Research in the US undertaken recently by a team of neuroscientists, using brain imaging, has shown that the suppression of hyper-excitability in the visual cortex occurs in migraineurs when individually selected precision tinted lenses are worn.

The lenses for the study were selected using the Intuitive Colorimeter. Symptoms of other neurological conditions such as Autism, MS, ME and Parkinsons have been shown to reduce with the application of a precise colour.

Is this Dyslexia?

‘Dyslexia’ is a term used to refer to reading problems that are not due to poor teaching. Dyslexia is often associated with spelling difficulty.

Visual Stress is not the same as dyslexia but is more common in those who are dyslexic. People who fail to read because of visual stress are frequently mis-diagnosed as dyslexic. For this reason it is important that the existence of visual stress is identified at an early stage. Once the visual stress has been treated, the remaining problems are more easily dealt with.

Visual stress can occur in non-dyslexic individuals. Symptoms may become more apparent when intensive reading is necessary, as when studying for exams.

A Solution

Visual Stress can be reduced by the use of coloured filters: a coloured overlay placed over text or coloured lenses worn in spectacles. The reduction occurs only when the colour is selected to suit the individual. The selection of lenses is best undertaken with the aid of the Intuitive Colorimeter.

Coloured overlays are widely used by teachers in schools throughout the UK. If an overlay proves useful it is likely that precision tinted lenses will also be beneficial. Lenses can be sed for writing as well as reading. They can also be worn to reduce glare. It is important to note that most effective coloured overlay is unlikely to have to same colour as the optimal precision lenses.

A full eye examination is necessary before prescribing precision tinted lenses. This procedure is best undertaken by an optometrist who specializes in colorimetry. Appropriately tinted lenses frequently result in reading that is more fluent and comfortable.
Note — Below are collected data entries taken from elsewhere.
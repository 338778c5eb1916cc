use std::time::Duration;

use chrono::Utc;
use log::{debug, error};

use crate::constants::{FEATURES_PATH, PKG_VERSION};
use crate::errors::ClientError;
use crate::errors::ErrorKind::*;
use crate::fetch::fetcher::FetchResponse::{Failed, Fetched};
use crate::model::feature::{entry_from_json, FeatureEntry};

#[derive(Debug)]
pub enum FetchResponse {
    Fetched(FeatureEntry),
    Failed(ClientError),
}

pub(crate) fn user_agent() -> String {
    format!("featgate-rust/{PKG_VERSION}")
}

pub(crate) fn features_url(api_host: &str, client_key: &str) -> String {
    format!(
        "{host}/{FEATURES_PATH}/{client_key}",
        host = api_host.trim_end_matches('/')
    )
}

pub struct FeatureFetcher {
    http_client: reqwest::Client,
}

impl FeatureFetcher {
    pub fn new(timeout: Duration) -> Result<Self, ClientError> {
        let http_client = reqwest::Client::builder()
            .timeout(timeout)
            .user_agent(user_agent())
            .build()
            .map_err(|err| {
                ClientError::new(
                    HttpClientInitFailure,
                    format!("Failed to initialize the HTTP client. {err}"),
                )
            })?;
        Ok(Self { http_client })
    }

    pub async fn fetch(&self, api_host: &str, client_key: &str) -> FetchResponse {
        let result = self
            .http_client
            .get(features_url(api_host, client_key))
            .send()
            .await;

        match result {
            Ok(response) => match response.status().as_u16() {
                200..=299 => {
                    debug!("Fetch was successful: new features fetched");
                    match response.text().await {
                        Ok(body_str) => match entry_from_json(body_str.as_str(), Utc::now()) {
                            Ok(entry) => Fetched(entry),
                            Err(parse_error) => {
                                let msg = format!("Fetching features was successful but the HTTP response content was invalid. {parse_error}");
                                error!(event_id = InvalidHttpResponseContent.as_u8(); "{}", msg);
                                Failed(ClientError::new(InvalidHttpResponseContent, msg))
                            }
                        },
                        Err(body_error) => {
                            let msg = format!("Fetching features was successful but the HTTP response content was invalid. {body_error}");
                            error!(event_id = InvalidHttpResponseContent.as_u8(); "{}", msg);
                            Failed(ClientError::new(InvalidHttpResponseContent, msg))
                        }
                    }
                }
                code @ (401 | 403 | 404) => {
                    let msg = format!("Your client key seems to be wrong. Status code: {code}");
                    error!(event_id = InvalidClientKey.as_u8(); "{}", msg);
                    Failed(ClientError::new(InvalidClientKey, msg))
                }
                code => {
                    let msg = format!("Unexpected HTTP response was received while trying to fetch features. Status code: {code}");
                    error!(event_id = UnexpectedHttpResponse.as_u8(); "{}", msg);
                    Failed(ClientError::new(UnexpectedHttpResponse, msg))
                }
            },
            Err(error) => {
                if error.is_timeout() {
                    let msg = "Request timed out while trying to fetch features.".to_owned();
                    error!(event_id = HttpRequestTimeout.as_u8(); "{}", msg);
                    Failed(ClientError::new(HttpRequestTimeout, msg))
                } else {
                    let msg = format!("Unexpected error occurred while trying to fetch features. It is most likely due to a local network issue. {error}");
                    error!(event_id = HttpRequestFailure.as_u8(); "{}", msg);
                    Failed(ClientError::new(HttpRequestFailure, msg))
                }
            }
        }
    }
}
Some lens wearer enjoy significant improvement in both reading rate and accuracy.

The degree of improvement differs: some individuals experience improvement in reading age of one – two years within a few weeks of acquiring the lenses. In others the lenses may offer greater comfort when reading, but the reading improvement may be less dramatic because of other reading difficulties.
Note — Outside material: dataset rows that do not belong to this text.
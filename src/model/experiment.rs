use crate::eval::condition::Condition;
use serde::Deserialize;
use serde_json::Value;

/// Half-open `[start, end)` slice of the unit interval.
///
/// Deserialized from a two element array: `[0.0, 0.5]`.
#[derive(Deserialize, Debug, Clone, Copy, PartialEq)]
pub struct BucketRange(
    /// Inclusive start.
    pub f64,
    /// Exclusive end.
    pub f64,
);

/// Mutually exclusive experiment namespace, deserialized from `[id, start, end]`.
#[derive(Deserialize, Debug, Clone, PartialEq)]
#[serde(from = "(String, f64, f64)")]
pub struct Namespace {
    /// Namespace id hashed together with the hash value.
    pub id: String,
    /// Inclusive lower bound.
    pub start: f64,
    /// Exclusive upper bound.
    pub end: f64,
}

impl From<(String, f64, f64)> for Namespace {
    fn from((id, start, end): (String, f64, f64)) -> Self {
        Self { id, start, end }
    }
}

/// Additional hash based targeting. A user passes a filter when their hash lands inside
/// one of its ranges.
#[derive(Deserialize, Debug, Clone, PartialEq)]
#[serde(rename_all = "camelCase")]
pub struct Filter {
    /// Hash seed.
    pub seed: String,
    /// Accepted ranges.
    pub ranges: Vec<BucketRange>,
    /// Hashed attribute. Defaults to `id`.
    pub attribute: Option<String>,
    /// Defaults to `2`.
    pub hash_version: Option<u32>,
}

/// Per-variation metadata.
#[derive(Deserialize, Debug, Clone, Default, PartialEq)]
pub struct VariationMeta {
    /// Stable key of the variation, used by sticky bucketing. Defaults to the index.
    pub key: Option<String>,
    /// Display name.
    pub name: Option<String>,
    /// Passthrough variations don't change the served value.
    pub passthrough: Option<bool>,
}

/// An experiment definition. Experiments come either from feature rules or are run inline
/// with [`crate::Context::run`].
///
/// # Examples
///
/// ```rust
/// use featgate::Experiment;
/// use serde_json::json;
///
/// let experiment = Experiment {
///     weights: Some(vec![0.1, 0.9]),
///     ..Experiment::new("checkout-button", vec![json!("blue"), json!("green")])
/// };
/// ```
#[derive(Deserialize, Debug, Clone, Default)]
#[serde(rename_all = "camelCase")]
pub struct Experiment {
    /// Experiment key, also the default hash seed.
    #[serde(default)]
    pub key: String,
    /// Values served by the variations.
    #[serde(default)]
    pub variations: Vec<Value>,
    /// Traffic share of each variation. Equal weights when missing or invalid.
    pub weights: Option<Vec<f64>>,
    /// Inactive experiments include nobody. Defaults to `true`.
    pub active: Option<bool>,
    /// Share of users included in the experiment, `0.0..=1.0`. Defaults to `1.0`.
    pub coverage: Option<f64>,
    /// Explicit bucket ranges, used instead of `weights` and `coverage`.
    pub ranges: Option<Vec<BucketRange>>,
    /// Targeting condition users must match to be included.
    pub condition: Option<Condition>,
    /// Namespace slice users must fall into to be included.
    pub namespace: Option<Namespace>,
    /// Variation index served to everybody, without tracking.
    pub force: Option<usize>,
    /// Attribute whose value is hashed. Defaults to `id`.
    pub hash_attribute: Option<String>,
    /// Attribute hashed when `hash_attribute` is missing. Only used with sticky bucketing.
    pub fallback_attribute: Option<String>,
    /// Hashing algorithm version, `1` or `2`. Defaults to `1`.
    pub hash_version: Option<u32>,
    /// Hash seed. Defaults to `key`.
    pub seed: Option<String>,
    /// Metadata of the variations, in the order of `variations`.
    pub meta: Option<Vec<VariationMeta>>,
    /// Hash based filters users must pass.
    pub filters: Option<Vec<Filter>>,
    /// Display name.
    pub name: Option<String>,
    /// Experiment phase, reported in assignments.
    pub phase: Option<String>,
    /// Opts out of sticky bucketing even when a store is configured.
    pub disable_sticky_bucketing: Option<bool>,
    /// Sticky assignments made with another version are discarded. Defaults to `0`.
    pub bucket_version: Option<u32>,
    /// Users with a sticky assignment older than this version are excluded.
    pub min_bucket_version: Option<u32>,
}

impl Experiment {
    /// Creates an experiment with equal weights and full coverage.
    pub fn new(key: &str, variations: Vec<Value>) -> Self {
        Self {
            key: key.to_owned(),
            variations,
            ..Experiment::default()
        }
    }

    pub(crate) fn variation_meta(&self, index: usize) -> Option<&VariationMeta> {
        self.meta.as_ref().and_then(|meta| meta.get(index))
    }

    /// Key stored by sticky bucketing for the variation at `index`.
    pub(crate) fn variation_key(&self, index: usize) -> String {
        self.variation_meta(index)
            .and_then(|meta| meta.key.clone())
            .unwrap_or_else(|| index.to_string())
    }
}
How to find out if colour can help

  1. Eye Examination

    Every child who displays problems with reading should be referred to an optometrist for a full vision test. It is recommended that the chosen practice should also specialize in using the Intuitive Colorimeter. If a refractive prescription is required (e.g. for long or short sight) then this can be incorporated in the coloured lenses.

  2. Overlay Assessment

    An assessment with overlays may already have been carried out in school. If the school does not use overlays an optometrist may suggest the patient use an overlay and return in a few weeks, noting any improvements that result. Alternatively, in cases where the benefit from an overlay is clear, the optometrist may suggest moving directly to testing with the Intuitive Colorimeter.

  3. Colorimetry Assessment

    If overlays are beneficial the optometrist may suggest Colourimetry as the next stage. This may result in the prescribing of spectacles with coloured lenses. The colour will be more specific to each individual’s needs, much more precise than the overlay and very often a different colour to the overlay. Coloured lenses are often much more convenient than overlays for board and computer work.